RECORDS:
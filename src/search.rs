/// Search bar state for the product list. The host stores one of
/// these and re-filters its rows on every edit.
#[derive(Debug, Clone, Default, PartialEq)]
pub struct ProductSearch {
    text: String,
}

impl ProductSearch {
    pub fn new() -> Self {
        Self::default()
    }

    pub fn text(&self) -> &str {
        &self.text
    }

    pub fn set_text(&mut self, text: impl Into<String>) {
        self.text = text.into();
    }

    /// Case-insensitive substring match on the product name. An empty
    /// search matches everything.
    pub fn matches(&self, product_name: &str) -> bool {
        product_name
            .to_lowercase()
            .contains(&self.text.to_lowercase())
    }
}
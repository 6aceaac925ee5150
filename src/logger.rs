use tracing_subscriber::EnvFilter;

/// Global tracing setup for hosts embedding the form. Filter level
/// comes from `RUST_LOG`, defaulting to `info`.
pub fn init_tracing() {
    let filter = EnvFilter::try_from_default_env().unwrap_or_else(|_| EnvFilter::new("info"));

    let subscriber = tracing_subscriber::fmt()
        .with_env_filter(filter)
        .with_file(true)
        .with_line_number(true)
        .finish();

    let _ = tracing::subscriber::set_global_default(subscriber)
        .map_err(|_err| eprintln!("Unable to set global default subscriber"));
}
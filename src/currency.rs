use serde::Serialize;

/// Currency the form falls back to when the draft is reset.
pub const DEFAULT_CURRENCY_CODE: &str = "NGN";

/// One selectable currency in the picker. The flag field is the asset
/// path the rendering surface resolves; this crate never loads it.
#[derive(Debug, Clone, PartialEq, Eq, Serialize)]
pub struct CurrencyOption {
    pub code: &'static str,
    pub name: &'static str,
    pub symbol: &'static str,
    pub flag: &'static str,
}

/// Ordered reference set backing the currency picker. Read-only.
pub const CURRENCIES: &[CurrencyOption] = &[
    CurrencyOption {
        code: "NGN",
        name: "Nigeria",
        symbol: "₦",
        flag: "/flags/nigeria.svg",
    },
    CurrencyOption {
        code: "USD",
        name: "United States",
        symbol: "$",
        flag: "/flags/united-states.svg",
    },
    CurrencyOption {
        code: "EUR",
        name: "European Union",
        symbol: "€",
        flag: "/flags/european-union.svg",
    },
    CurrencyOption {
        code: "GBP",
        name: "United Kingdom",
        symbol: "£",
        flag: "/flags/united-kingdom.svg",
    },
    CurrencyOption {
        code: "GHS",
        name: "Ghana",
        symbol: "₵",
        flag: "/flags/ghana.svg",
    },
    CurrencyOption {
        code: "KES",
        name: "Kenya",
        symbol: "KSh",
        flag: "/flags/kenya.svg",
    },
    CurrencyOption {
        code: "ZAR",
        name: "South Africa",
        symbol: "R",
        flag: "/flags/south-africa.svg",
    },
    CurrencyOption {
        code: "EGP",
        name: "Egypt",
        symbol: "E£",
        flag: "/flags/egypt.svg",
    },
    CurrencyOption {
        code: "INR",
        name: "India",
        symbol: "₹",
        flag: "/flags/india.svg",
    },
    CurrencyOption {
        code: "CAD",
        name: "Canada",
        symbol: "CA$",
        flag: "/flags/canada.svg",
    },
];

/// Live-search predicate for the picker: case-insensitive substring
/// match on name, code, or symbol. One policy for all three fields.
pub fn filter_currencies(query: &str) -> Vec<&'static CurrencyOption> {
    let needle = query.to_lowercase();

    CURRENCIES
        .iter()
        .filter(|currency| {
            currency.name.to_lowercase().contains(&needle)
                || currency.code.to_lowercase().contains(&needle)
                || currency.symbol.to_lowercase().contains(&needle)
        })
        .collect()
}

/// Looks up a currency by its exact code.
pub fn find_currency(code: &str) -> Option<&'static CurrencyOption> {
    CURRENCIES.iter().find(|currency| currency.code == code)
}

TASK DESCRIPTION:
A word-for-word transcription of the listing above is what the answer should contain.

TASK OUTPUT:
filename src/search.rs
/// Search bar state for the product list. The host stores one of
/// these and re-filters its rows on every edit.
#[derive(Debug, Clone, Default, PartialEq)]
pub struct ProductSearch {
    text: String,
}

impl ProductSearch {
    pub fn new() -> Self {
        Self::default()
    }

    pub fn text(&self) -> &str {
        &self.text
    }

    pub fn set_text(&mut self, text: impl Into<String>) {
        self.text = text.into();
    }

    /// Case-insensitive substring match on the product name. An empty
    /// search matches everything.
    pub fn matches(&self, product_name: &str) -> bool {
        product_name
            .to_lowercase()
            .contains(&self.text.to_lowercase())
    }
}
repository 6aceaac925ee5150
filename src/logger.rs
use tracing_subscriber::EnvFilter;

/// Global tracing setup for hosts embedding the form. Filter level
/// comes from `RUST_LOG`, defaulting to `info`.
pub fn init_tracing() {
    let filter = EnvFilter::try_from_default_env().unwrap_or_else(|_| EnvFilter::new("info"));

    let subscriber = tracing_subscriber::fmt()
        .with_env_filter(filter)
        .with_file(true)
        .with_line_number(true)
        .finish();

    let _ = tracing::subscriber::set_global_default(subscriber)
        .map_err(|_err| eprintln!("Unable to set global default subscriber"));
}
filename src/currency.rs
use serde::Serialize;

/// Currency the form falls back to when the draft is reset.
pub const DEFAULT_CURRENCY_CODE: &str = "NGN";

/// One selectable currency in the picker. The flag field is the asset
/// path the rendering surface resolves; this crate never loads it.
#[derive(Debug, Clone, PartialEq, Eq, Serialize)]
pub struct CurrencyOption {
    pub code: &'static str,
    pub name: &'static str,
    pub symbol: &'static str,
    pub flag: &'static str,
}

/// Ordered reference set backing the currency picker. Read-only.
pub const CURRENCIES: &[CurrencyOption] = &[
    CurrencyOption {
        code: "NGN",
        name: "Nigeria",
        symbol: "₦",
        flag: "/flags/nigeria.svg",
    },
    CurrencyOption {
        code: "USD",
        name: "United States",
        symbol: "$",
        flag: "/flags/united-states.svg",
    },
    CurrencyOption {
        code: "EUR",
        name: "European Union",
        symbol: "€",
        flag: "/flags/european-union.svg",
    },
    CurrencyOption {
        code: "GBP",
        name: "United Kingdom",
        symbol: "£",
        flag: "/flags/united-kingdom.svg",
    },
    CurrencyOption {
        code: "GHS",
        name: "Ghana",
        symbol: "₵",
        flag: "/flags/ghana.svg",
    },
    CurrencyOption {
        code: "KES",
        name: "Kenya",
        symbol: "KSh",
        flag: "/flags/kenya.svg",
    },
    CurrencyOption {
        code: "ZAR",
        name: "South Africa",
        symbol: "R",
        flag: "/flags/south-africa.svg",
    },
    CurrencyOption {
        code: "EGP",
        name: "Egypt",
        symbol: "E£",
        flag: "/flags/egypt.svg",
    },
    CurrencyOption {
        code: "INR",
        name: "India",
        symbol: "₹",
        flag: "/flags/india.svg",
    },
    CurrencyOption {
        code: "CAD",
        name: "Canada",
        symbol: "CA$",
        flag: "/flags/canada.svg",
    },
];

/// Live-search predicate for the picker: case-insensitive substring
/// match on name, code, or symbol. One policy for all three fields.
pub fn filter_currencies(query: &str) -> Vec<&'static CurrencyOption> {
    let needle = query.to_lowercase();

    CURRENCIES
        .iter()
        .filter(|currency| {
            currency.name.to_lowercase().contains(&needle)
                || currency.code.to_lowercase().contains(&needle)
                || currency.symbol.to_lowercase().contains(&needle)
        })
        .collect()
}

/// Looks up a currency by its exact code.
pub fn find_currency(code: &str) -> Option<&'static CurrencyOption> {
    CURRENCIES.iter().find(|currency| currency.code == code)
}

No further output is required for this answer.